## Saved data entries
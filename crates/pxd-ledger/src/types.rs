use std::fmt;

use chrono::{DateTime, Utc};
use serde::{Deserialize, Serialize};

use crate::money::Micros;
use crate::state_machine::{OfferStatus, TradeStatus};

// ---------------------------------------------------------------------------
// Identifiers
// ---------------------------------------------------------------------------

macro_rules! id_newtype {
    ($name:ident, $prefix:literal) => {
        #[derive(
            Copy, Clone, Debug, PartialEq, Eq, PartialOrd, Ord, Hash, Serialize, Deserialize,
        )]
        #[serde(transparent)]
        pub struct $name(pub u64);

        impl fmt::Display for $name {
            fn fmt(&self, f: &mut fmt::Formatter<'_>) -> fmt::Result {
                write!(f, concat!($prefix, "-{}"), self.0)
            }
        }
    };
}

id_newtype!(AccountId, "acct");
id_newtype!(OfferId, "offer");
id_newtype!(TradeId, "trade");

// ---------------------------------------------------------------------------
// Actors and sides
// ---------------------------------------------------------------------------

/// Who is asking for a transition.
#[derive(Copy, Clone, Debug, PartialEq, Eq, Serialize, Deserialize)]
#[serde(tag = "kind", content = "account", rename_all = "snake_case")]
pub enum Actor {
    User(AccountId),
    Staff,
}

impl Actor {
    pub fn is(&self, account: AccountId) -> bool {
        matches!(self, Actor::User(a) if *a == account)
    }
}

impl fmt::Display for Actor {
    fn fmt(&self, f: &mut fmt::Formatter<'_>) -> fmt::Result {
        match self {
            Actor::User(a) => write!(f, "{a}"),
            Actor::Staff => f.write_str("staff"),
        }
    }
}

/// Side from the offer owner's point of view.
#[derive(Copy, Clone, Debug, PartialEq, Eq, Serialize, Deserialize)]
#[serde(rename_all = "snake_case")]
pub enum Side {
    Buy,
    Sell,
}

#[derive(Clone, Debug, PartialEq, Eq, Serialize, Deserialize)]
pub struct CurrencyPair {
    pub crypto: String,
    pub fiat: String,
}

impl CurrencyPair {
    pub fn new(crypto: impl Into<String>, fiat: impl Into<String>) -> Self {
        Self {
            crypto: crypto.into(),
            fiat: fiat.into(),
        }
    }
}

impl fmt::Display for CurrencyPair {
    fn fmt(&self, f: &mut fmt::Formatter<'_>) -> fmt::Result {
        write!(f, "{}/{}", self.crypto, self.fiat)
    }
}

// ---------------------------------------------------------------------------
// Records
// ---------------------------------------------------------------------------

#[derive(Clone, Debug, PartialEq, Eq, Serialize, Deserialize)]
pub struct Account {
    pub id: AccountId,
    pub available: Micros,
    /// Sell-offer reserves plus seller escrow on buy-offer trades.
    pub held: Micros,
    pub completed_trades: u64,
    pub cancellation_count: u32,
    pub suspended_until: Option<DateTime<Utc>>,
}

impl Account {
    pub fn new(id: AccountId) -> Self {
        Self {
            id,
            available: Micros::ZERO,
            held: Micros::ZERO,
            completed_trades: 0,
            cancellation_count: 0,
            suspended_until: None,
        }
    }

    pub fn total(&self) -> Micros {
        self.available + self.held
    }

    pub fn is_suspended(&self, now: DateTime<Utc>) -> bool {
        self.suspended_until.is_some_and(|until| now < until)
    }
}

/// Input to [`TradeLedger::post_offer`](crate::TradeLedger::post_offer).
#[derive(Clone, Debug, PartialEq, Eq, Serialize, Deserialize)]
pub struct NewOffer {
    pub owner: AccountId,
    pub side: Side,
    pub pair: CurrencyPair,
    pub price: Micros,
    pub amount: Micros,
    pub min_limit: Micros,
    pub max_limit: Micros,
    #[serde(default)]
    pub payment_methods: Vec<String>,
}

#[derive(Clone, Debug, PartialEq, Eq, Serialize, Deserialize)]
pub struct Offer {
    pub id: OfferId,
    pub owner: AccountId,
    pub side: Side,
    pub pair: CurrencyPair,
    pub price: Micros,
    pub amount: Micros,
    /// Not yet allocated to a trade. For sell offers this is still held.
    pub remaining: Micros,
    pub min_limit: Micros,
    pub max_limit: Micros,
    pub payment_methods: Vec<String>,
    pub status: OfferStatus,
    pub open_trade: Option<TradeId>,
    pub created_at: DateTime<Utc>,
}

#[derive(Clone, Debug, PartialEq, Eq, Serialize, Deserialize)]
pub struct Trade {
    pub id: TradeId,
    pub offer: OfferId,
    pub counterparty: AccountId,
    pub buyer: AccountId,
    pub seller: AccountId,
    pub side: Side,
    pub amount: Micros,
    pub price: Micros,
    pub status: TradeStatus,
    /// Seller funds locked for this trade. Zero once settled or refunded.
    pub escrow: Micros,
    /// Retained by the desk on settlement; zero until then.
    pub commission: Micros,
    pub created_at: DateTime<Utc>,
    pub last_action_at: DateTime<Utc>,
    /// When the buyer was credited. Cleared if a dispute reverses it.
    pub settled_at: Option<DateTime<Utc>>,
    /// Bumped on every mutation. Starts at 1.
    pub version: u64,
}

impl Trade {
    pub fn is_participant(&self, actor: &Actor) -> bool {
        actor.is(self.buyer) || actor.is(self.seller)
    }
}

/// One line of a trade's chat.
#[derive(Clone, Debug, PartialEq, Eq, Serialize, Deserialize)]
pub struct TradeMessage {
    pub trade: TradeId,
    pub sender: Actor,
    pub text: String,
    pub at: DateTime<Utc>,
}

#[derive(Copy, Clone, Debug, PartialEq, Eq, Serialize, Deserialize)]
#[serde(rename_all = "snake_case")]
pub enum Resolution {
    None,
    FavorBuyer,
    FavorSeller,
}

#[derive(Clone, Debug, PartialEq, Eq, Serialize, Deserialize)]
pub struct Dispute {
    pub trade: TradeId,
    pub opened_by: Actor,
    pub reason: String,
    pub opened_at: DateTime<Utc>,
    /// Status the trade was in when the dispute froze it.
    pub interrupted: TradeStatus,
    pub resolution: Resolution,
    pub resolved_at: Option<DateTime<Utc>>,
}

impl Dispute {
    pub fn is_open(&self) -> bool {
        self.resolution == Resolution::None
    }
}
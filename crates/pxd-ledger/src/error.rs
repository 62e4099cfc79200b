use chrono::{DateTime, Utc};

use crate::money::Micros;
use crate::state_machine::{StatusKind, TransitionError};
use crate::types::{AccountId, Actor, OfferId, TradeId};

/// Everything a ledger operation can refuse.
///
/// The ledger is never mutated when one of these is returned.
#[derive(Debug, Clone, PartialEq, Eq)]
pub enum LedgerError {
    NotFound { entity: &'static str, id: u64 },
    InvalidState {
        entity: &'static str,
        from: String,
        event: String,
    },
    Unauthorized { actor: Actor, action: &'static str },
    InsufficientFunds {
        account: AccountId,
        needed: Micros,
        available: Micros,
    },
    AmountOutOfLimits {
        amount: Micros,
        min: Micros,
        max: Micros,
    },
    TradingSuspended {
        account: AccountId,
        until: DateTime<Utc>,
    },
    StaleVersion {
        trade: TradeId,
        expected: u64,
        actual: u64,
    },
    InvalidOffer { reason: String },
    InvalidAmount { amount: Micros },
    InvalidResolution,
    SelfTrade { offer: OfferId },
    DisputeExists { trade: TradeId },
    DuplicateAccount { account: AccountId },
    KeyReused { key: String, trade: TradeId },
    InvalidMessage { reason: &'static str },
    Overflow,
}

impl LedgerError {
    /// Stable upper-case tag for logs and scripts.
    pub fn code(&self) -> &'static str {
        match self {
            Self::NotFound { .. } => "NOT_FOUND",
            Self::InvalidState { .. } => "INVALID_STATE",
            Self::Unauthorized { .. } => "UNAUTHORIZED",
            Self::InsufficientFunds { .. } => "INSUFFICIENT_FUNDS",
            Self::AmountOutOfLimits { .. } => "AMOUNT_OUT_OF_LIMITS",
            Self::TradingSuspended { .. } => "TRADING_SUSPENDED",
            Self::StaleVersion { .. } => "STALE_VERSION",
            Self::InvalidOffer { .. } => "INVALID_OFFER",
            Self::InvalidAmount { .. } => "INVALID_AMOUNT",
            Self::InvalidResolution => "INVALID_RESOLUTION",
            Self::SelfTrade { .. } => "SELF_TRADE",
            Self::DisputeExists { .. } => "DISPUTE_EXISTS",
            Self::DuplicateAccount { .. } => "DUPLICATE_ACCOUNT",
            Self::KeyReused { .. } => "KEY_REUSED",
            Self::InvalidMessage { .. } => "INVALID_MESSAGE",
            Self::Overflow => "OVERFLOW",
        }
    }

    pub(crate) fn account_missing(id: AccountId) -> Self {
        Self::NotFound {
            entity: "account",
            id: id.0,
        }
    }

    pub(crate) fn offer_missing(id: OfferId) -> Self {
        Self::NotFound {
            entity: "offer",
            id: id.0,
        }
    }

    pub(crate) fn trade_missing(id: TradeId) -> Self {
        Self::NotFound {
            entity: "trade",
            id: id.0,
        }
    }

    pub(crate) fn invalid_offer(reason: impl Into<String>) -> Self {
        Self::InvalidOffer {
            reason: reason.into(),
        }
    }
}

impl<S: StatusKind> From<TransitionError<S>> for LedgerError {
    fn from(e: TransitionError<S>) -> Self {
        Self::InvalidState {
            entity: S::ENTITY,
            from: format!("{:?}", e.from),
            event: e.event,
        }
    }
}

impl std::fmt::Display for LedgerError {
    fn fmt(&self, f: &mut std::fmt::Formatter<'_>) -> std::fmt::Result {
        match self {
            Self::NotFound { entity, id } => write!(f, "{entity} {id} not found"),
            Self::InvalidState {
                entity,
                from,
                event,
            } => write!(f, "invalid state: {entity} in {from} cannot accept {event}"),
            Self::Unauthorized { actor, action } => {
                write!(f, "unauthorized: {actor} may not {action}")
            }
            Self::InsufficientFunds {
                account,
                needed,
                available,
            } => write!(
                f,
                "insufficient funds: {account} needs {needed}, has {available}"
            ),
            Self::AmountOutOfLimits { amount, min, max } => {
                write!(f, "amount {amount} outside limits [{min}, {max}]")
            }
            Self::TradingSuspended { account, until } => {
                write!(f, "{account} is suspended until {}", until.to_rfc3339())
            }
            Self::StaleVersion {
                trade,
                expected,
                actual,
            } => write!(
                f,
                "stale version for {trade}: expected {expected}, found {actual}"
            ),
            Self::InvalidOffer { reason } => write!(f, "invalid offer: {reason}"),
            Self::InvalidAmount { amount } => write!(f, "amount must be positive, got {amount}"),
            Self::InvalidResolution => write!(f, "a dispute must be resolved for one side"),
            Self::SelfTrade { offer } => write!(f, "owner cannot trade against own {offer}"),
            Self::DisputeExists { trade } => write!(f, "{trade} already has a dispute"),
            Self::DuplicateAccount { account } => write!(f, "{account} already exists"),
            Self::KeyReused { key, trade } => {
                write!(f, "idempotency key {key:?} already used on {trade}")
            }
            Self::InvalidMessage { reason } => write!(f, "invalid message: {reason}"),
            Self::Overflow => write!(f, "arithmetic overflow"),
        }
    }
}

impl std::error::Error for LedgerError {}
use chrono::{DateTime, Utc};
use serde::{Deserialize, Serialize};

use crate::ledger::TradeLedger;
use crate::money::Micros;

/// Settlements in a time window.
#[derive(Clone, Debug, PartialEq, Eq, Serialize, Deserialize)]
pub struct CommissionReport {
    pub from: DateTime<Utc>,
    pub to: DateTime<Utc>,
    pub trades: usize,
    pub volume: Micros,
    pub commission: Micros,
}

impl TradeLedger {
    /// Trades whose buyer was credited in `[from, to)`.
    pub fn commission_report(&self, from: DateTime<Utc>, to: DateTime<Utc>) -> CommissionReport {
        let mut report = CommissionReport {
            from,
            to,
            trades: 0,
            volume: Micros::ZERO,
            commission: Micros::ZERO,
        };
        for t in self.trades.values() {
            let Some(at) = t.settled_at else { continue };
            if at < from || at >= to {
                continue;
            }
            report.trades += 1;
            report.volume = report.volume.saturating_add(t.amount);
            report.commission = report.commission.saturating_add(t.commission);
        }
        report
    }
}
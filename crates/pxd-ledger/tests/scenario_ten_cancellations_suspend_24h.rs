//! Cancellation penalty.
//!
//! GREEN when:
//! - Nine cancellations leave the account free to trade.
//! - The tenth suspends it until exactly 24 hours after that cancellation.
//! - Opening a trade one second before the end fails with TradingSuspended;
//!   at the end it succeeds.
//! - Expiries and buyer cancellations count toward the same total.
//! - Staff can lift or impose a suspension.

use chrono::{DateTime, Duration, TimeZone, Utc};
use pxd_ledger::*;

const OWNER: AccountId = AccountId(1);
const FLAKY: AccountId = AccountId(2);

fn t0() -> DateTime<Utc> {
    Utc.with_ymd_and_hms(2026, 4, 4, 0, 0, 0).unwrap()
}

fn units(n: i64) -> Micros {
    Micros::from_units(n).unwrap()
}

fn setup() -> (TradeLedger, OfferId) {
    let mut l = TradeLedger::default();
    l.open_account(OWNER, t0()).unwrap();
    l.open_account(FLAKY, t0()).unwrap();
    l.deposit(OWNER, units(1_000), t0()).unwrap();
    let offer = l
        .post_offer(
            NewOffer {
                owner: OWNER,
                side: Side::Sell,
                pair: CurrencyPair::new("USDC", "BRL"),
                price: Micros::new(5_100_000),
                amount: units(1_000),
                min_limit: units(10),
                max_limit: units(100),
                payment_methods: vec!["pix".into()],
            },
            t0(),
        )
        .unwrap();
    (l, offer)
}

#[test]
fn tenth_cancellation_suspends_for_exactly_24h() {
    let (mut l, offer) = setup();

    for i in 1..=9 {
        let at = t0() + Duration::minutes(i);
        let trade = l.open_trade(offer, FLAKY, units(10), at).unwrap();
        l.cancel_trade(trade, Actor::User(FLAKY), at).unwrap();
        let acct = l.account(FLAKY).unwrap();
        assert_eq!(acct.cancellation_count, i as u32);
        assert!(!acct.is_suspended(at), "suspended after {i}");
    }

    let tenth = t0() + Duration::minutes(16);
    let trade = l.open_trade(offer, FLAKY, units(10), tenth).unwrap();
    l.cancel_trade(trade, Actor::User(FLAKY), tenth).unwrap();

    let acct = l.account(FLAKY).unwrap();
    assert_eq!(acct.cancellation_count, 10);
    assert_eq!(acct.suspended_until, Some(tenth + Duration::hours(24)));

    let almost = tenth + Duration::hours(24) - Duration::seconds(1);
    let err = l.open_trade(offer, FLAKY, units(10), almost).unwrap_err();
    assert_eq!(
        err,
        LedgerError::TradingSuspended {
            account: FLAKY,
            until: tenth + Duration::hours(24),
        }
    );

    l.open_trade(offer, FLAKY, units(10), tenth + Duration::hours(24))
        .unwrap();
    assert!(l.verify_integrity());
}

#[test]
fn expiries_count_toward_the_limit() {
    let (mut l, offer) = setup();
    let mut at = t0();
    for _ in 0..10 {
        l.open_trade(offer, FLAKY, units(20), at).unwrap();
        at = at + Duration::minutes(31);
        assert_eq!(l.expire_stale(at).unwrap().len(), 1);
    }
    let last_expiry = at;

    let acct = l.account(FLAKY).unwrap();
    assert_eq!(acct.cancellation_count, 10);
    assert_eq!(acct.suspended_until, Some(last_expiry + Duration::hours(24)));

    let kinds: Vec<&str> = l
        .drain_events()
        .iter()
        .map(|r| r.event.kind())
        .filter(|k| *k == "ACCOUNT_SUSPENDED")
        .collect();
    assert_eq!(kinds.len(), 1);
}

#[test]
fn suspended_owner_cannot_post() {
    let (mut l, _) = setup();
    let until = t0() + Duration::days(2);
    l.suspend_account(OWNER, until, Actor::Staff, t0()).unwrap();
    l.deposit(OWNER, units(5), t0()).unwrap();

    let err = l
        .post_offer(
            NewOffer {
                owner: OWNER,
                side: Side::Buy,
                pair: CurrencyPair::new("USDC", "BRL"),
                price: Micros::new(5_000_000),
                amount: units(5),
                min_limit: units(1),
                max_limit: units(5),
                payment_methods: vec![],
            },
            t0() + Duration::hours(1),
        )
        .unwrap_err();
    assert!(matches!(err, LedgerError::TradingSuspended { .. }));
}

#[test]
fn trades_against_a_suspended_owner_are_refused() {
    let (mut l, offer) = setup();
    l.suspend_account(OWNER, t0() + Duration::hours(1), Actor::Staff, t0())
        .unwrap();
    let err = l.open_trade(offer, FLAKY, units(10), t0()).unwrap_err();
    assert!(matches!(err, LedgerError::TradingSuspended { account: OWNER, .. }));
}

#[test]
fn only_staff_suspends_and_lifts() {
    let (mut l, offer) = setup();
    let err = l
        .suspend_account(FLAKY, t0() + Duration::days(1), Actor::User(OWNER), t0())
        .unwrap_err();
    assert!(matches!(err, LedgerError::Unauthorized { .. }));

    l.suspend_account(FLAKY, t0() + Duration::days(1), Actor::Staff, t0())
        .unwrap();
    assert!(l.open_trade(offer, FLAKY, units(10), t0()).is_err());

    assert!(l.lift_suspension(FLAKY, Actor::User(FLAKY), t0()).is_err());
    l.lift_suspension(FLAKY, Actor::Staff, t0()).unwrap();
    l.open_trade(offer, FLAKY, units(10), t0()).unwrap();
}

## Task objective
From the entries above, say how many lines contain "reason". Only the number is wanted.

## Answer section
7